As part of government’s effort to deal with the shortage of some childhood killer disease’ vaccines, about $6.4 million has been paid to the United Nations International Children’s Emergency Fund (UNICEF) for supplies.
The amount is to ensure the supply of three key childhood vaccines that have become scarce across the country.
This was revealed by the Minister for Health, Kwaku Agyeman-Manu when he appeared before Parliament on Thursday, March 9, 2023.
Commenting on the shortage, Mr. Agyeman-Manu explained that some key procurement and shipping activities are part of the reasons for the delay in the supply further disclosing that an amount of $6.4 million have been paid to UNICEF for the supplies.
“We have made payments of about $6.4 million of the Cedi equivalent to UNICEF who supplies us the vaccines,” the Minister for Health noted.

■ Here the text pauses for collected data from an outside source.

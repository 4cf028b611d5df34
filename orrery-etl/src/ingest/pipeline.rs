//! Pipeline orchestration
//!
//! Per batch: read, hash, open an attempt, validate, quarantine the
//! rejects, write the facts transactionally, then run enrichment and
//! anomaly detection over the accepted data before finalizing the
//! attempt. Directory ingest runs one worker per file under a bounded
//! semaphore with no cross-file ordering.

use std::path::Path;
use std::sync::Arc;

use chrono::Utc;
use sqlx::SqlitePool;
use tokio::sync::{Mutex, Semaphore};
use tokio::task::JoinSet;
use tokio_util::sync::CancellationToken;
use uuid::Uuid;

use crate::analytics::anomaly::AnomalyDetector;
use crate::analytics::rfm::RfmScorer;
use crate::config::PipelineConfig;
use crate::db::load_history::{LoadStatus, LoadTracker};
use crate::db::quarantine::QuarantineStore;
use crate::error::{EtlError, EtlResult};
use crate::ingest::reader::{self, SourceBatch};
use crate::ingest::validator::{self, RuleSet};
use crate::types::{OrderRecord, RawRecord};
use crate::writer::StarSchemaWriter;

/// Everything one ingest run needs, shared across file workers
pub struct PipelineContext {
    pub db: SqlitePool,
    pub config: PipelineConfig,
    pub tracker: LoadTracker,
    pub quarantine: QuarantineStore,
    pub writer: StarSchemaWriter,
    pub scorer: RfmScorer,
    pub detector: Mutex<AnomalyDetector>,
    pub rules: RuleSet,
    pub cancel: CancellationToken,
}

impl PipelineContext {
    pub fn new(db: SqlitePool, config: PipelineConfig) -> EtlResult<Arc<Self>> {
        let rules = RuleSet::orders()?;
        Ok(Arc::new(Self {
            tracker: LoadTracker::new(db.clone()),
            quarantine: QuarantineStore::new(db.clone()),
            writer: StarSchemaWriter::new(db.clone(), &config.ingest),
            scorer: RfmScorer::new(db.clone(), config.rfm.clone()),
            detector: Mutex::new(AnomalyDetector::new(db.clone(), config.anomaly.clone())),
            rules,
            cancel: CancellationToken::new(),
            db,
            config,
        }))
    }
}

/// Terminal record of one attempt
#[derive(Debug, Clone)]
pub struct AttemptSummary {
    pub attempt_id: Uuid,
    pub source_id: String,
    pub status: LoadStatus,
    pub rows_loaded: u64,
    pub rows_failed: u64,
}

/// What happened to one batch
#[derive(Debug)]
pub enum IngestOutcome {
    Loaded(AttemptSummary),
    /// Content already loaded successfully under a prior attempt
    Skipped {
        source_id: String,
        content_hash: String,
        prior_attempt: Uuid,
    },
}

/// Ingest one already-read batch under a fresh load attempt
pub async fn ingest_batch(ctx: &PipelineContext, batch: SourceBatch) -> EtlResult<IngestOutcome> {
    let SourceBatch {
        source_id,
        content_hash,
        records,
    } = batch;

    let attempt_id = match ctx
        .tracker
        .begin(&source_id, &ctx.rules.target_table, &content_hash)
        .await
    {
        Ok(id) => id,
        Err(EtlError::DuplicateLoad {
            content_hash,
            attempt_id,
        }) => {
            return Ok(IngestOutcome::Skipped {
                source_id,
                content_hash,
                prior_attempt: attempt_id,
            });
        }
        Err(err) => return Err(err),
    };

    let total = records.len();
    let report = validator::validate_batch(&ctx.rules, records);

    let mut orders: Vec<OrderRecord> = Vec::with_capacity(report.accepted.len());
    let mut rejected: Vec<(RawRecord, String)> = report.quarantined;

    // Conversion can still reject a record validation let through
    for record in report.accepted {
        match OrderRecord::from_payload(&record.payload) {
            Ok(order) => orders.push(order),
            Err(reason) => rejected.push((record, reason)),
        }
    }

    for (record, reason) in &rejected {
        ctx.quarantine.put(attempt_id, record, reason).await?;
    }

    let rows_loaded = match ctx
        .writer
        .write_orders(attempt_id, &orders, &ctx.cancel)
        .await
    {
        Ok(rows) => rows,
        Err(err) => {
            // Nothing committed; the whole attempt is failed and the
            // content hash stays retryable
            let message = err.to_string();
            ctx.tracker
                .finalize(attempt_id, 0, total as i64, Some(&message))
                .await?;
            return Err(err);
        }
    };

    // Enrichment and anomaly detection both read only committed facts
    // and accepted orders, so they run concurrently
    let enrichment = ctx.scorer.recompute_all(Utc::now());
    let detection = async {
        let mut detector = ctx.detector.lock().await;
        detector.observe_orders(&orders).await
    };
    let (enrich_result, detect_result) = tokio::join!(enrichment, detection);

    let rows_failed = rejected.len() as u64;

    // The facts are already committed, so the attempt must reach a
    // terminal status even when a post-write phase fails
    let post_write: EtlResult<()> = enrich_result.map(|_| ()).and(detect_result.map(|_| ()));
    if let Err(err) = post_write {
        let message = err.to_string();
        ctx.tracker
            .finalize(attempt_id, rows_loaded as i64, rows_failed as i64, Some(&message))
            .await?;
        return Err(err);
    }

    let status = ctx
        .tracker
        .finalize(attempt_id, rows_loaded as i64, rows_failed as i64, None)
        .await?;

    Ok(IngestOutcome::Loaded(AttemptSummary {
        attempt_id,
        source_id,
        status,
        rows_loaded,
        rows_failed,
    }))
}

/// Read and ingest one NDJSON file
pub async fn ingest_file(ctx: &PipelineContext, path: &Path) -> EtlResult<IngestOutcome> {
    let read_timeout = std::time::Duration::from_millis(ctx.config.ingest.read_timeout_ms);
    let batch = reader::read_batch_file(path, read_timeout).await?;
    ingest_batch(ctx, batch).await
}

/// Ingest every batch file under a directory with bounded concurrency
///
/// Files are processed independently; there is no ordering guarantee
/// across files. Cancellation stops new files from starting and aborts
/// in-flight writes before commit.
pub async fn ingest_directory(
    ctx: Arc<PipelineContext>,
    root: &Path,
) -> EtlResult<Vec<IngestOutcome>> {
    let files = reader::discover_batch_files(root)?;
    let semaphore = Arc::new(Semaphore::new(ctx.config.ingest.max_concurrent_files));
    let mut tasks: JoinSet<EtlResult<IngestOutcome>> = JoinSet::new();

    for path in files {
        if ctx.cancel.is_cancelled() {
            break;
        }
        let ctx = Arc::clone(&ctx);
        let semaphore = Arc::clone(&semaphore);
        tasks.spawn(async move {
            let _permit = semaphore
                .acquire()
                .await
                .map_err(|_| EtlError::Cancelled)?;
            ingest_file(&ctx, &path).await
        });
    }

    let mut outcomes = Vec::new();
    while let Some(joined) = tasks.join_next().await {
        let result = joined.map_err(|e| {
            EtlError::Common(orrery_common::Error::Internal(format!(
                "ingest worker panicked: {}",
                e
            )))
        })?;
        match result {
            Ok(outcome) => outcomes.push(outcome),
            Err(EtlError::Cancelled) => {
                tracing::warn!("Ingest worker cancelled");
            }
            Err(err) => {
                // One bad file does not stop the rest of the run
                tracing::error!(error = %err, "Batch ingest failed");
            }
        }
    }

    Ok(outcomes)
}
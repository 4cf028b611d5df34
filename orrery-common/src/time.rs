//! Calendar helpers for the date dimension

use chrono::{DateTime, Datelike, NaiveDate, Utc};

/// Attributes of one date-dimension row
#[derive(Debug, Clone, PartialEq, Eq)]
pub struct DateAttributes {
    /// YYYYMMDD surrogate key
    pub date_key: i64,
    pub full_date: NaiveDate,
    /// ISO weekday, 1 = Monday
    pub day_of_week: u32,
    pub day_of_month: u32,
    pub month: u32,
    pub quarter: u32,
    pub year: i32,
    pub is_weekend: bool,
}

/// Compute the YYYYMMDD date key for a date
pub fn date_key(date: NaiveDate) -> i64 {
    date.year() as i64 * 10_000 + date.month() as i64 * 100 + date.day() as i64
}

/// Expand a date into its dimension attributes
pub fn date_attributes(date: NaiveDate) -> DateAttributes {
    let dow = date.weekday().number_from_monday();
    DateAttributes {
        date_key: date_key(date),
        full_date: date,
        day_of_week: dow,
        day_of_month: date.day(),
        month: date.month(),
        quarter: (date.month() - 1) / 3 + 1,
        year: date.year(),
        is_weekend: dow >= 6,
    }
}

/// Whole days elapsed between a past instant and `now`
///
/// Clamped at zero so clock skew on freshly arrived events never
/// produces a negative recency.
pub fn days_between(past: DateTime<Utc>, now: DateTime<Utc>) -> i64 {
    (now - past).num_days().max(0)
}

#[cfg(test)]
mod tests {
    use super::*;
    use chrono::TimeZone;

    #[test]
    fn test_date_key_format() {
        let date = NaiveDate::from_ymd_opt(2025, 3, 7).unwrap();
        assert_eq!(date_key(date), 20250307);
    }

    #[test]
    fn test_date_attributes_weekend() {
        // 2025-03-08 is a Saturday
        let attrs = date_attributes(NaiveDate::from_ymd_opt(2025, 3, 8).unwrap());
        assert_eq!(attrs.day_of_week, 6);
        assert!(attrs.is_weekend);
        assert_eq!(attrs.quarter, 1);
    }

    #[test]
    fn test_days_between_clamps_negative() {
        let now = Utc.with_ymd_and_hms(2025, 1, 1, 0, 0, 0).unwrap();
        let future = Utc.with_ymd_and_hms(2025, 1, 2, 0, 0, 0).unwrap();
        assert_eq!(days_between(future, now), 0);
        assert_eq!(days_between(now, future), 1);
    }
}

Detailing how the said amount was disbursed, he revealed that a chunk of the payment was released by the National Health Insurance Scheme in tranches.
He said, “I have a template on how these monies were released; the NHIA transferred GH¢25 million in June 2022. We also had another GH¢10.5 million in October, we had GH¢13.1 in November and the last tranche was around GH¢23 million in December. All of these totaled GH¢71.8 million, and we budgeted this amount on the basis of GH¢6 to the dollar, but we are all aware that the Cedi was not trading at that amount, so we had shortfalls in the dollar equivalence and that is what caused the delays.”
Ghana has been hit with acute childhood vaccine shortages since October 2022 which has left thousands of babies across the country unvaccinated. The Minister failed to give a definite timeline for the supply of the vaccines.